Since Dole was the vice presidential nominee in the 1976 election, Dole's 1996 loss made him the only unsuccessful major party nominee for both president and vice president in the history of the United States. Although Clinton's margin of victory in the popular vote was slightly greater than that of George H. W. Bush in 1988, Dole won more states than Bush did in 1992 in part due to Clinton's relatively poor performance in areas of low population density, a precursor of the trend where future Democratic contenders for the presidency perform very well in populous metropolitan areas but vastly under-perform in rural counties. In the West, Dole managed to narrowly win Colorado and Montana (both had voted for Clinton four years earlier), while Clinton became the first Democrat to win Arizona since Harry S. Truman in 1948. In the South, Clinton won Florida, a state he had failed to win in 1992, but lost Georgia, a state that he had carried. The election helped to cement Democratic presidential control in California, Vermont, Maine, Illinois, New Jersey and Connecticut; all went on to vote Democratic in every subsequent presidential election after having voted Republican in the five prior to 1992. 1996 marked the first time that Vermont voted for a Democrat in two successive elections. Pennsylvania and Michigan both voted Democratic, and would remain in the Democratic presidential fold until 2016 and again in 2024.

Reform Party nominee Ross Perot won approximately 8% of the popular vote. His vote total was less than half of his performance in 1992. The 1996 national exit poll showed that just as in 1992, Perot drew supporters from Clinton and Dole equally. In polls directed at Perot voters as to who would be a second choice, Clinton consistently held substantial leads. Perot's best showing was in states that tended to strongly favor either Clinton (such as Maine) or Dole (particularly Montana, though the margin of victory there was much closer). Perot once again received his lowest amount of support in the South.

Although Clinton is a native of Arkansas and his running mate hailed from Tennessee, the Democratic ticket carried just four of the eleven states of the former Confederacy. Of those four, only Florida and Georgia have voted Democratic in any election since. As such, Clinton's 1992 run was tied for the weakest performance in the region by a nationally successful Democratic presidential candidate up until that point. Clinton's performance both followed and preceded a substantial decline in support for the Democratic Party in the South; in the 2000 and 2004 elections, the Democrats would fail to carry even one of the former Confederate states, contributing to their defeat in the electoral college both times.

This completed the Republican takeover of the American South, a region in which Democrats had held a near monopoly from 1880 to 1948. In 2008, the Democrats were able to win three former Confederate states (Virginia, North Carolina, and Florida). Clinton never carried Virginia or North Carolina in either of his victories.

Since 1984, no winning presidential candidate has surpassed Bill Clinton's 8.5 percent popular vote margin, or his 220 electoral vote margin since 1988. Additionally, since 1964, no other Democratic presidential candidate has surpassed Clinton's electoral vote margin and, except Lyndon B. Johnson in that election, no Democratic presidential candidate has surpassed Clinton's 8.5 percentage popular vote margin since 1940.
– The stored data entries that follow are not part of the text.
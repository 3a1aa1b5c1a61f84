use serde::{Deserialize, Serialize};
use std::fmt;
use utoipa::{IntoParams, ToSchema};

/// Hard cap on page size so a single listing request cannot pull an
/// unbounded number of documents.
pub const MAX_PAGE_SIZE: u32 = 100;

#[derive(Debug, Deserialize, IntoParams, Clone)]
pub struct PaginationQuery {
    pub page: Option<u32>,
    pub limit: Option<u32>,
}

impl fmt::Display for PaginationQuery {
    fn fmt(&self, f: &mut fmt::Formatter<'_>) -> fmt::Result {
        write!(f, "page:{}:limit:{}", self.page(), self.limit())
    }
}

impl PaginationQuery {
    pub fn page(&self) -> u32 {
        let page = self.page.unwrap_or(1); // Default page to 1
        if page > 1 { page } else { 1 }
    }

    pub fn limit(&self) -> u32 {
        let limit = self.limit.unwrap_or(20); // Default limit to 20
        if limit == 0 {
            return 20;
        }
        limit.min(MAX_PAGE_SIZE)
    }

    pub fn skip(&self) -> u32 {
        (self.page() - 1) * self.limit()
    }
}

#[derive(Debug, Serialize, Deserialize, ToSchema, Clone)]
#[serde(rename_all = "camelCase")]
pub struct PaginationResponseDto<T> {
    #[schema(example = 1)]
    pub total_docs: u64,

    #[schema(example = 1)]
    pub total_pages: u64,

    #[schema(example = 1)]
    pub page: u32,

    #[schema(example = 10)]
    pub limit: u32,

    pub docs: Vec<T>,
}

impl<T> PaginationResponseDto<T> {
    pub fn new(docs: Vec<T>, total_docs: u64, pagination: &PaginationQuery) -> Self {
        let limit = pagination.limit();
        PaginationResponseDto {
            total_docs,
            total_pages: total_docs.div_ceil(limit as u64),
            page: pagination.page(),
            limit,
            docs,
        }
    }
}

#[cfg(test)]
mod tests {
    use super::*;

    #[test]
    fn defaults_apply_when_absent_or_zero() {
        let q = PaginationQuery {
            page: None,
            limit: None,
        };
        assert_eq!((q.page(), q.limit(), q.skip()), (1, 20, 0));

        let q = PaginationQuery {
            page: Some(0),
            limit: Some(0),
        };
        assert_eq!((q.page(), q.limit(), q.skip()), (1, 20, 0));
    }

    #[test]
    fn limit_is_capped() {
        let q = PaginationQuery {
            page: Some(3),
            limit: Some(500),
        };
        assert_eq!(q.limit(), MAX_PAGE_SIZE);
        assert_eq!(q.skip(), 2 * MAX_PAGE_SIZE);
    }

    #[test]
    fn total_pages_rounds_up() {
        let q = PaginationQuery {
            page: Some(1),
            limit: Some(20),
        };
        let dto = PaginationResponseDto::new(vec![1, 2, 3], 41, &q);
        assert_eq!(dto.total_pages, 3);
    }
}
use std::net::SocketAddr;

use school_notify_service::{app, config::APP_CONFIG, utils::tracing::init_standard_tracing};

#[tokio::main]
async fn main() -> eyre::Result<()> {
    dotenvy::dotenv().ok();
    init_standard_tracing(env!("CARGO_CRATE_NAME"));

    let app = app::create_app().await?;

    let address = format!("0.0.0.0:{}", APP_CONFIG.port);

    tracing::info!("Server listening on {}", &address);
    let listener = tokio::net::TcpListener::bind(address).await?;
    axum::serve(
        listener,
        app.into_make_service_with_connect_info::<SocketAddr>(),
    )
    .await
    .expect("Failed to start server");

    Ok(())
}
The election also marked the first time in U.S. history that the winner was elected without winning the male vote, and the third time in U.S. history that a candidate won two terms as president without winning a majority of the popular vote either time (after Grover Cleveland and Woodrow Wilson, both Democrats.) Clinton also remains the last presidential candidate of either party to win at least one county in every state. Clinton maintained a consistent polling edge over Dole, and he won re-election with a substantial margin in the popular vote and the Electoral College. Dole won 40.7% of the popular vote and 159 electoral votes, while Perot won 8.4% of the popular vote. Despite Dole's defeat, the Republican Party was able to maintain majorities in both the House of Representatives and the Senate. Voter turnout was registered at 48.99% of the voting-age population (or 51.7% of the voting-eligible population), the lowest for a presidential election since 1924.

This is the most recent election in which a candidate got 70% or more of the electoral vote. As of 2024, this remains the last time that the states of Kentucky, Louisiana, West Virginia, Arkansas, Missouri, and Tennessee were carried by a Democratic presidential nominee. This was the last election where Arizona voted Democratic until 2020, and Florida, Nevada, and Ohio until 2008. Five states switched party predominance in 1996 with their presidential voting: Montana, Colorado, and Georgia were flipped by Senator Dole, while Florida and Arizona were flipped by President Clinton. Having carried Georgia in 1992 and Arizona in 1996, Clinton was the last Democrat to win those two states until 2020. This is also the most recent time a third-party candidate finished with over 5% of the vote nationwide. This is the last time a Democratic president was re-elected with a higher share of the electoral or popular vote, while also being the last time when an incumbent Democratic candidate would flip any states (Arizona, and Florida in this instance) which they failed to win in their previous election bid. Since Dole was the losing vice presidential candidate in 1976, Dole's loss makes him the only person in U.S. history to lose elections for both the vice presidency and the presidency while serving in neither office. This was the first presidential election since 1944 in which an incumbent Democratic president won re-election after serving a full term in office. It is the most recent election in which the Democratic presidential nominee never served as a senator. This is also the only presidential election between 1980 and 2004 in which a Bush did not appear on the Republican ticket, the last presidential election until Hillary in 2016 to have a Clinton on the Democratic ticket, the last winning Democratic ticket that did not have Joe Biden on it, and the most recent election when the Republican nominee would win fewer than 20 states. It also has the lowest voter turnout since 1980, when the statistic began being measured across the voting-eligible population rather than the voting-age population.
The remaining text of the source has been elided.